More Analysis Of Pentium M Desktops
Hack Jandy writes "The Pentium 4 has gotten enough attention lately as a slow, over heated monstrosity; but does Intel's Pentium M fare any better? Intel's decision to introduce the Pentium M as a desktop processor (East Fork) may not be all it's cracked up to be. Sudhian has an in-depth article, and Anand has benchmarks (on Linux!). I will stick with my Athlon 64, thank you very much."
My experience with Pentium M is that it clocks down BIG time if you don't plug in the power cord. So much so that the laptop is virtually useless. YMMV.
I've gotten old enough that I no longer thrill at the idea of building my own system. I'm looking for something quiet, very reliable, and inexpensive. Performance comes behind these critiera.
Basically I'm looking for the Dell equivelant in the AMD world, someone who cranks them out in great quantities. I checked out HP etc, wasn't blown away. Also open to a smaller shop if they come with a good recommendation (and without the insanely gaudy cases, no rounded plastic please).
When I browsed through the test, I headed directly to the database section and I was positively surprised, P4M excels in this area.
In my computing I actually find hard disks to be a bottleneck. I use databases all the time and any improvement in that area is a plus.
I bet Gentoo fanboys will lament on processor's performance while compiling, I think it has more to do with the lack of the optimisations yet and what's even more important I don't compile much, I just use the computer.
Overall I find this processor to be a very attractive solution for a typical desktop computer.
It's a great base for a SFF or even smaller computer with more than adequate computing power.
I have no clue why would anyone buy this. I mean Pentium M is great for laptops because of the lower power consumption but there is very little to gain from it on the desktop. It is very overpriced for a standard workstation onfiguration where somone dosent need power. I mean it saves power but not enogh to make it worth the trouble.

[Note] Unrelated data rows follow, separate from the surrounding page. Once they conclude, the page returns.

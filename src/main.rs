use clap::Parser;
use spark_quiz::Config;

fn main() {
    pretty_env_logger::init();

    let config = Config::parse();
    log::info!(
        "Starting quiz from {} ({} questions)",
        config.questions.display(),
        config.count
    );

    if let Err(e) = spark_quiz::run(config) {
        log::error!("{}", e);
        eprintln!("Error running quiz: {}", e);
        std::process::exit(1);
    }
}
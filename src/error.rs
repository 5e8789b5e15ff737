use std::io;

use thiserror::Error;

use crate::data::LoadError;

/// The question source cannot be used; the quiz never leaves `Loading`.
#[derive(Debug, Error)]
pub enum ConfigError {
    #[error(transparent)]
    Load(#[from] LoadError),

    #[error("question source contains no rows")]
    EmptySource,

    #[error("row {row} is missing column {column}")]
    MissingColumn { row: usize, column: usize },

    #[error("row {row} has correct index {value:?}, expected 0..4")]
    InvalidCorrectIndex { row: usize, value: String },
}

/// Error type for quiz operations.
#[derive(Debug, Error)]
pub enum QuizError {
    /// The question source is empty or malformed.
    #[error("Failed to load questions: {0}")]
    Config(#[from] ConfigError),

    /// IO error during quiz execution.
    #[error("IO error: {0}")]
    Io(#[from] io::Error),
}

impl From<LoadError> for QuizError {
    fn from(err: LoadError) -> Self {
        QuizError::Config(ConfigError::Load(err))
    }
}
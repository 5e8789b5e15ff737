use std::f32::consts::TAU;

use rand::Rng;

use crate::draw::{DrawCommand, Rgba, YELLOW};
use crate::layout::Point;

const START_ALPHA: f32 = 255.0;
const DRIFT_FADE: f32 = 5.0;
const BURST_GRAVITY: f32 = 0.05;

#[derive(Debug, Clone, Copy, PartialEq, Eq)]
pub enum ParticleKind {
    /// Cursor trail.
    Drift,
    /// Answer-selection explosion.
    Burst,
}

#[derive(Debug, Clone, PartialEq)]
pub struct Particle {
    pub position: Point,
    pub velocity: Point,
    pub size: f32,
    pub color: Rgba,
    pub alpha: f32,
    pub fade_rate: f32,
    pub kind: ParticleKind,
}

impl Particle {
    /// Slow random drift, fixed fade.
    pub fn drift<R: Rng + ?Sized>(position: Point, rng: &mut R) -> Self {
        Self {
            position,
            velocity: Point::new(rng.gen_range(-0.5..0.5), rng.gen_range(-0.5..0.5)),
            size: rng.gen_range(2.0..5.0),
            color: YELLOW,
            alpha: START_ALPHA,
            fade_rate: DRIFT_FADE,
            kind: ParticleKind::Drift,
        }
    }

    /// Radial launch from `position` at a random angle and speed.
    pub fn burst<R: Rng + ?Sized>(position: Point, color: Rgba, rng: &mut R) -> Self {
        let angle = rng.gen_range(0.0..TAU);
        let speed = rng.gen_range(1.0..5.0);
        Self {
            position,
            velocity: Point::new(angle.cos() * speed, angle.sin() * speed),
            size: rng.gen_range(3.0..8.0),
            color,
            alpha: START_ALPHA,
            fade_rate: rng.gen_range(3.0..6.0),
            kind: ParticleKind::Burst,
        }
    }

    /// Steps the particle by `dt` nominal frames.
    pub fn update(&mut self, dt: f32) {
        self.position.x += self.velocity.x * dt;
        self.position.y += self.velocity.y * dt;
        self.alpha -= self.fade_rate * dt;
        if self.kind == ParticleKind::Burst {
            self.velocity.y += BURST_GRAVITY * dt;
        }
    }

    pub fn is_expired(&self) -> bool {
        self.alpha < 0.0
    }

    pub fn render(&self) -> DrawCommand {
        DrawCommand::Disc {
            center: self.position,
            diameter: self.size,
            color: self.color.with_alpha(self.alpha),
        }
    }
}
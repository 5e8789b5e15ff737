//! Background layer: reward animation, effects and the custom cursor.

use ratatui::Frame;
use ratatui::layout::Rect;
use ratatui::style::Color;
use ratatui::symbols::Marker;
use ratatui::widgets::canvas::{Canvas, Circle, Context, Line, Points};

use crate::draw::{BACKGROUND, DrawCommand, PINK, Rgba};
use crate::layout::{CANVAS_HEIGHT, CANVAS_WIDTH, Point};
use crate::snapshot::Snapshot;

const CURSOR_RADIUS: f64 = 6.0;

pub fn render(frame: &mut Frame, area: Rect, snapshot: &Snapshot) {
    let canvas = Canvas::default()
        .background_color(to_color(BACKGROUND))
        .marker(Marker::Braille)
        .x_bounds([0.0, CANVAS_WIDTH as f64])
        .y_bounds([0.0, CANVAS_HEIGHT as f64])
        .paint(|ctx| {
            for command in &snapshot.reward_scene {
                draw(ctx, command);
            }
            ctx.layer();

            for command in snapshot.particles.iter().chain(&snapshot.ripples) {
                draw(ctx, command);
            }
            ctx.layer();

            if let Some(pointer) = snapshot.pointer {
                let (x, y) = flip(pointer);
                let color = to_color(PINK);
                ctx.draw(&Circle {
                    x,
                    y,
                    radius: CURSOR_RADIUS,
                    color,
                });
                ctx.draw(&Points {
                    coords: &[(x, y)],
                    color: Color::White,
                });
            }
        });

    frame.render_widget(canvas, area);
}

/// Blends against the background, since terminal cells have no alpha.
pub fn to_color(rgba: Rgba) -> Color {
    let opaque = rgba.over(BACKGROUND);
    Color::Rgb(opaque.r, opaque.g, opaque.b)
}

/// Canvas y grows upwards; logical y grows downwards.
fn flip(point: Point) -> (f64, f64) {
    (point.x as f64, (CANVAS_HEIGHT - point.y) as f64)
}

fn draw(ctx: &mut Context, command: &DrawCommand) {
    if command.color().a == 0 {
        return;
    }
    let color = to_color(command.color());

    match *command {
        DrawCommand::Disc {
            center, diameter, ..
        } => {
            let (x, y) = flip(center);
            ctx.draw(&Points {
                coords: &[(x, y)],
                color,
            });
            if diameter > 4.0 {
                ctx.draw(&Circle {
                    x,
                    y,
                    radius: diameter as f64 / 2.0,
                    color,
                });
            }
        }
        DrawCommand::Ring {
            center,
            radius,
            stroke_width,
            ..
        } => {
            let (x, y) = flip(center);
            ctx.draw(&Circle {
                x,
                y,
                radius: radius as f64,
                color,
            });
            if stroke_width >= 3.0 && radius > stroke_width {
                ctx.draw(&Circle {
                    x,
                    y,
                    radius: (radius - stroke_width / 2.0) as f64,
                    color,
                });
            }
        }
        DrawCommand::Quad { corners, .. } => {
            for (i, corner) in corners.iter().enumerate() {
                let (x1, y1) = flip(*corner);
                let (x2, y2) = flip(corners[(i + 1) % corners.len()]);
                ctx.draw(&Line::new(x1, y1, x2, y2, color));
            }
        }
    }
}

#[cfg(test)]
mod tests {
    use super::*;
    use crate::draw::GREEN;

    #[test]
    fn test_to_color_blends_alpha() {
        assert_eq!(to_color(GREEN), Color::Rgb(0, 255, 0));
        assert_eq!(to_color(GREEN.with_alpha(0.0)), Color::Rgb(30, 30, 40));
    }

    #[test]
    fn test_flip() {
        assert_eq!(flip(Point::new(10.0, 0.0)), (10.0, 600.0));
        assert_eq!(flip(Point::new(10.0, 600.0)), (10.0, 0.0));
    }
}
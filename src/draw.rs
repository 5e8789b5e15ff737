//! Backend-neutral draw commands produced by effects and reward animations.

use crate::layout::Point;

#[derive(Debug, Clone, Copy, PartialEq, Eq)]
pub struct Rgba {
    pub r: u8,
    pub g: u8,
    pub b: u8,
    pub a: u8,
}

impl Rgba {
    pub const fn new(r: u8, g: u8, b: u8, a: u8) -> Self {
        Self { r, g, b, a }
    }

    pub const fn rgb(r: u8, g: u8, b: u8) -> Self {
        Self::new(r, g, b, 255)
    }

    /// Same colour with alpha taken from a float, clamped to `[0, 255]`.
    pub fn with_alpha(self, alpha: f32) -> Self {
        Self {
            a: alpha.clamp(0.0, 255.0) as u8,
            ..self
        }
    }

    /// Composites this colour over an opaque background.
    pub fn over(self, background: Rgba) -> Rgba {
        let t = self.a as f32 / 255.0;
        let mix = |fg: u8, bg: u8| (bg as f32 + (fg as f32 - bg as f32) * t).round() as u8;
        Rgba::rgb(
            mix(self.r, background.r),
            mix(self.g, background.g),
            mix(self.b, background.b),
        )
    }
}

pub const GREEN: Rgba = Rgba::rgb(0, 255, 0);
pub const RED: Rgba = Rgba::rgb(255, 0, 0);
pub const YELLOW: Rgba = Rgba::rgb(255, 255, 0);
pub const PINK: Rgba = Rgba::rgb(255, 183, 221);
pub const BACKGROUND: Rgba = Rgba::rgb(30, 30, 40);

/// One primitive shape in logical canvas space.
#[derive(Debug, Clone, Copy, PartialEq)]
pub enum DrawCommand {
    /// Filled circle.
    Disc {
        center: Point,
        diameter: f32,
        color: Rgba,
    },
    /// Circle outline.
    Ring {
        center: Point,
        radius: f32,
        stroke_width: f32,
        color: Rgba,
    },
    /// Filled quadrilateral, corners in drawing order.
    Quad { corners: [Point; 4], color: Rgba },
}

impl DrawCommand {
    pub fn color(&self) -> Rgba {
        match self {
            DrawCommand::Disc { color, .. }
            | DrawCommand::Ring { color, .. }
            | DrawCommand::Quad { color, .. } => *color,
        }
    }
}

#[cfg(test)]
mod tests {
    use super::*;

    #[test]
    fn test_with_alpha_clamps() {
        assert_eq!(GREEN.with_alpha(-3.0).a, 0);
        assert_eq!(GREEN.with_alpha(400.0).a, 255);
        assert_eq!(GREEN.with_alpha(127.9).a, 127);
    }

    #[test]
    fn test_over_blends_toward_background() {
        assert_eq!(RED.over(BACKGROUND), RED);
        assert_eq!(RED.with_alpha(0.0).over(BACKGROUND), BACKGROUND);

        let half = Rgba::new(255, 255, 255, 128).over(Rgba::rgb(0, 0, 0));
        assert!(half.r > 120 && half.r < 135);
    }
}
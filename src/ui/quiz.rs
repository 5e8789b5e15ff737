use ratatui::Frame;
use ratatui::layout::{Alignment, Rect};
use ratatui::style::{Color, Style, Stylize};
use ratatui::text::{Line, Span};
use ratatui::widgets::{Block, BorderType, Paragraph, Wrap};

use crate::draw::{GREEN, PINK, RED};
use crate::layout::{Bounds, Layout, Target};
use crate::snapshot::Snapshot;

use super::canvas::to_color;
use super::centred;
use super::viewport::Viewport;

const OPTION_LABELS: [char; 4] = ['A', 'B', 'C', 'D'];

#[derive(Debug, Clone, Copy, PartialEq, Eq)]
enum OptionState {
    Idle,
    Hovered,
    Correct,
    Chosen,
    Dimmed,
}

pub fn render(frame: &mut Frame, viewport: &Viewport, snapshot: &Snapshot) {
    let Layout::Quiz {
        question: question_bounds,
        progress,
        options,
        feedback,
        hint,
    } = &snapshot.layout
    else {
        return;
    };
    let Some(question) = snapshot.question else {
        return;
    };

    render_question_text(frame, viewport.to_cells(*question_bounds), &question.text);

    let progress_text = format!("Question {} / {}", snapshot.question_number, snapshot.total);
    let widget = Paragraph::new(progress_text)
        .alignment(Alignment::Center)
        .fg(Color::Gray);
    frame.render_widget(widget, viewport.line_at(progress.y));

    for (index, (bounds, text)) in options.iter().zip(question.options.iter()).enumerate() {
        let state = option_state(snapshot, index, question.correct_index);
        render_option(frame, viewport, *bounds, index, text, state);
    }

    if let Some(outcome) = snapshot.feedback {
        let (message, color) = if outcome.correct {
            ("Correct!", GREEN)
        } else {
            ("Wrong...", RED)
        };
        let widget = Paragraph::new(message)
            .alignment(Alignment::Center)
            .fg(to_color(color))
            .bold();
        frame.render_widget(widget, viewport.line_at(feedback.y));

        let widget = Paragraph::new("Click anywhere to continue")
            .alignment(Alignment::Center)
            .fg(Color::Gray);
        frame.render_widget(widget, viewport.line_at(hint.y));
    }
}

fn option_state(snapshot: &Snapshot, index: usize, correct_index: usize) -> OptionState {
    match snapshot.selected {
        None if snapshot.hovered == Some(Target::Option(index)) => OptionState::Hovered,
        None => OptionState::Idle,
        Some(_) if index == correct_index => OptionState::Correct,
        Some(selected) if index == selected => OptionState::Chosen,
        Some(_) => OptionState::Dimmed,
    }
}

fn render_question_text(frame: &mut Frame, area: Rect, text: &str) {
    let widget = Paragraph::new(text)
        .wrap(Wrap { trim: true })
        .alignment(Alignment::Center)
        .fg(Color::White)
        .bold();
    frame.render_widget(widget, area);
}

fn render_option(
    frame: &mut Frame,
    viewport: &Viewport,
    bounds: Bounds,
    index: usize,
    text: &str,
    state: OptionState,
) {
    let area = viewport.to_cells(bounds);
    let (fill, border, text_color) = match state {
        OptionState::Idle => (Color::Rgb(50, 50, 80), None, Color::White),
        OptionState::Hovered => (
            Color::Rgb(100, 100, 150),
            Some(to_color(PINK)),
            to_color(PINK),
        ),
        OptionState::Correct => (Color::Rgb(30, 100, 30), Some(to_color(GREEN)), Color::White),
        OptionState::Chosen => (Color::Rgb(100, 30, 30), Some(to_color(RED)), Color::White),
        OptionState::Dimmed => (Color::Rgb(50, 50, 50), None, Color::White),
    };

    let block = match border {
        Some(border) if area.height >= 3 => Block::bordered()
            .border_type(BorderType::Rounded)
            .border_style(Style::default().fg(border)),
        _ => Block::default(),
    }
    .bg(fill);

    let label = Line::from(vec![
        Span::styled(format!(" {}. ", OPTION_LABELS[index]), Style::default().bold()),
        Span::raw(text),
    ]);

    let bordered = border.is_some() && area.height >= 3;
    let widget = Paragraph::new(centred(label, area.height, bordered))
        .fg(text_color)
        .block(block);
    frame.render_widget(widget, area);
}
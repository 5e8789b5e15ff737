mod loader;

pub use loader::{DEFAULT_QUESTIONS_PATH, LoadError, load_rows_from_json, parse_rows};
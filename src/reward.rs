//! Result-screen reward animations.
//!
//! Each animation is a pure function of the frame number: nothing is stored
//! between frames. Per-frame randomness comes from an RNG seeded with the
//! frame, so the same frame always draws the same picture.

use std::f32::consts::TAU;

use rand::rngs::StdRng;
use rand::{Rng, SeedableRng};

use crate::draw::{DrawCommand, Rgba};
use crate::layout::{CANVAS_HEIGHT, CANVAS_WIDTH, Point};

const PRAISE_THRESHOLD: f32 = 0.8;
const ENCOURAGE_THRESHOLD: f32 = 0.5;

const CONFETTI_COUNT: usize = 5;
const BUBBLE_COUNT: usize = 3;
const PULSE_PERIOD: u64 = 150;

#[derive(Debug, Clone, Copy, PartialEq, Eq)]
pub enum RewardKind {
    /// 80% and above: falling confetti and twinkling stars.
    Praise,
    /// 50% to 79%: rising bubbles.
    Encourage,
    /// Below 50%: a soft pulse.
    TryAgain,
}

impl RewardKind {
    pub fn for_ratio(ratio: f32) -> Self {
        if ratio >= PRAISE_THRESHOLD {
            RewardKind::Praise
        } else if ratio >= ENCOURAGE_THRESHOLD {
            RewardKind::Encourage
        } else {
            RewardKind::TryAgain
        }
    }

    pub fn for_score(score: usize, total: usize) -> Self {
        if total == 0 {
            return RewardKind::TryAgain;
        }
        Self::for_ratio(score as f32 / total as f32)
    }

    pub fn headline(self) -> &'static str {
        match self {
            RewardKind::Praise => "Brilliant! You're a genius!",
            RewardKind::Encourage => "Not bad, keep it up!",
            RewardKind::TryAgain => "Don't give up, try again!",
        }
    }

    pub fn headline_color(self) -> Rgba {
        match self {
            RewardKind::Praise => Rgba::rgb(255, 255, 0),
            RewardKind::Encourage => Rgba::rgb(0, 200, 255),
            RewardKind::TryAgain => Rgba::rgb(255, 150, 150),
        }
    }

    /// Shapes to draw under the score readout on `frame`.
    pub fn scene(self, frame: u64) -> Vec<DrawCommand> {
        let mut rng = StdRng::seed_from_u64(frame);
        match self {
            RewardKind::Praise => praise(frame, &mut rng),
            RewardKind::Encourage => encourage(frame, &mut rng),
            RewardKind::TryAgain => try_again(frame),
        }
    }
}

fn praise(frame: u64, rng: &mut StdRng) -> Vec<DrawCommand> {
    let mut commands = Vec::with_capacity(CONFETTI_COUNT * 2);

    for _ in 0..CONFETTI_COUNT {
        let x = rng.gen_range(0.0..CANVAS_WIDTH);
        let y = (frame as f32 * 5.0 + rng.gen_range(0.0..CANVAS_HEIGHT)) % CANVAS_HEIGHT;
        let angle = rng.gen_range(0.0..TAU);
        let color = Rgba::new(
            rng.gen_range(150..=255),
            rng.gen_range(150..=255),
            rng.gen_range(150..=255),
            150,
        );
        commands.push(DrawCommand::Quad {
            corners: rotated_strip(Point::new(x, y), 10.0, 30.0, angle),
            color,
        });

        let star = Point::new(
            rng.gen_range(0.0..CANVAS_WIDTH),
            rng.gen_range(0.0..CANVAS_HEIGHT),
        );
        commands.push(DrawCommand::Disc {
            center: star,
            diameter: 5.0,
            color: Rgba::new(255, 255, 0, rng.gen_range(100..200)),
        });
    }

    commands
}

fn encourage(frame: u64, rng: &mut StdRng) -> Vec<DrawCommand> {
    (0..BUBBLE_COUNT)
        .map(|_| {
            let x = rng.gen_range(0.0..CANVAS_WIDTH);
            let rise = (frame as f32 * 2.0 + rng.gen_range(0.0..300.0)) % (CANVAS_HEIGHT + 100.0);
            let diameter = rng.gen_range(20.0..50.0);
            DrawCommand::Ring {
                center: Point::new(x, CANVAS_HEIGHT - rise),
                radius: diameter / 2.0,
                stroke_width: 3.0,
                color: Rgba::new(0, 180, 255, 100),
            }
        })
        .collect()
}

fn try_again(frame: u64) -> Vec<DrawCommand> {
    let radius = ((frame * 2) % PULSE_PERIOD) as f32;
    let alpha = 100.0 * (1.0 - radius / PULSE_PERIOD as f32);

    vec![DrawCommand::Ring {
        center: Point::new(CANVAS_WIDTH / 2.0, CANVAS_HEIGHT / 2.0 - 50.0),
        radius,
        stroke_width: 5.0,
        color: Rgba::rgb(255, 100, 100).with_alpha(alpha),
    }]
}

/// Corners of a `width` x `height` strip anchored at `origin`, rotated by
/// `angle` radians about that corner.
fn rotated_strip(origin: Point, width: f32, height: f32, angle: f32) -> [Point; 4] {
    let (sin, cos) = angle.sin_cos();
    let rotate = |dx: f32, dy: f32| {
        Point::new(
            origin.x + dx * cos - dy * sin,
            origin.y + dx * sin + dy * cos,
        )
    };
    [
        rotate(0.0, 0.0),
        rotate(width, 0.0),
        rotate(width, height),
        rotate(0.0, height),
    ]
}
//! JSON 파일 Provider.

use std::path::PathBuf;

use async_trait::async_trait;
use chartist_core::{Bar, Instrument};

use super::{BarProvider, BarRecord};
use crate::error::{DataError, Result};
use crate::window::DateWindow;

/// `<dir>/<symbol>.json`에서 일봉 레코드 배열을 읽습니다.
#[derive(Debug, Clone)]
pub struct JsonBarProvider {
    dir: PathBuf,
}

impl JsonBarProvider {
    /// 데이터 디렉터리로 Provider를 생성합니다.
    pub fn new(dir: impl Into<PathBuf>) -> Self {
        Self { dir: dir.into() }
    }

    /// 종목의 파일 경로.
    pub fn path_for(&self, symbol: &str) -> PathBuf {
        self.dir.join(format!("{symbol}.json"))
    }
}

#[async_trait]
impl BarProvider for JsonBarProvider {
    fn name(&self) -> &str {
        "json"
    }

    async fn fetch_bars(&self, instrument: &Instrument, _window: &DateWindow) -> Result<Vec<Bar>> {
        let path = self.path_for(&instrument.symbol);
        let content = match tokio::fs::read(&path).await {
            Ok(content) => content,
            Err(err) if err.kind() == std::io::ErrorKind::NotFound => {
                return Err(DataError::NotFound(path.display().to_string()));
            }
            Err(err) => return Err(err.into()),
        };
        let records: Vec<BarRecord> = serde_json::from_slice(&content)?;
        records.iter().map(BarRecord::to_bar).collect()
    }
}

Was unfortunately left out. I mean, Athlon 64 makes a fine Pentium 4 competitor when running a legacy 32-bit operating system, but it's so much more. Those cool extra registers you get in 64-bit mode make the thing just scream!
And no, the intel EM64T stuff isn't even competing in the same league, 40-45% slower with 40% more GHz is what I've seen in real-life workloads (heavy numbercrunching). For some other types of loads it does just about as well as the a64/opteron, though.
Revised x86_64 support (possibly in the pentium m core and in the same price range as the new 90nm a64's) and Intel has a chance. That and Microsoft delaying 64-bit Windows for a couple more years.
My parents and the bulk of the people out there do not need a 64bit 5ghz monster under their desk. And honestly most of thosethat have them probably only use the power 5-10% of the time, if that.
Intel could care less about us, they care about Fortune 500 companies that buy computers by the truck load... and what those companies care about is saving money. 5-20W here and there don't really mean much to you and I, but when you're footing the electric bill for several hundreds or thousands of people then giving everyone barn burners to run Excel starts to look pretty foolish.
You might as well be comparing a Prius and a Ferrari or a jumbo jet and an SR-71.
Use the right tool for the job folks.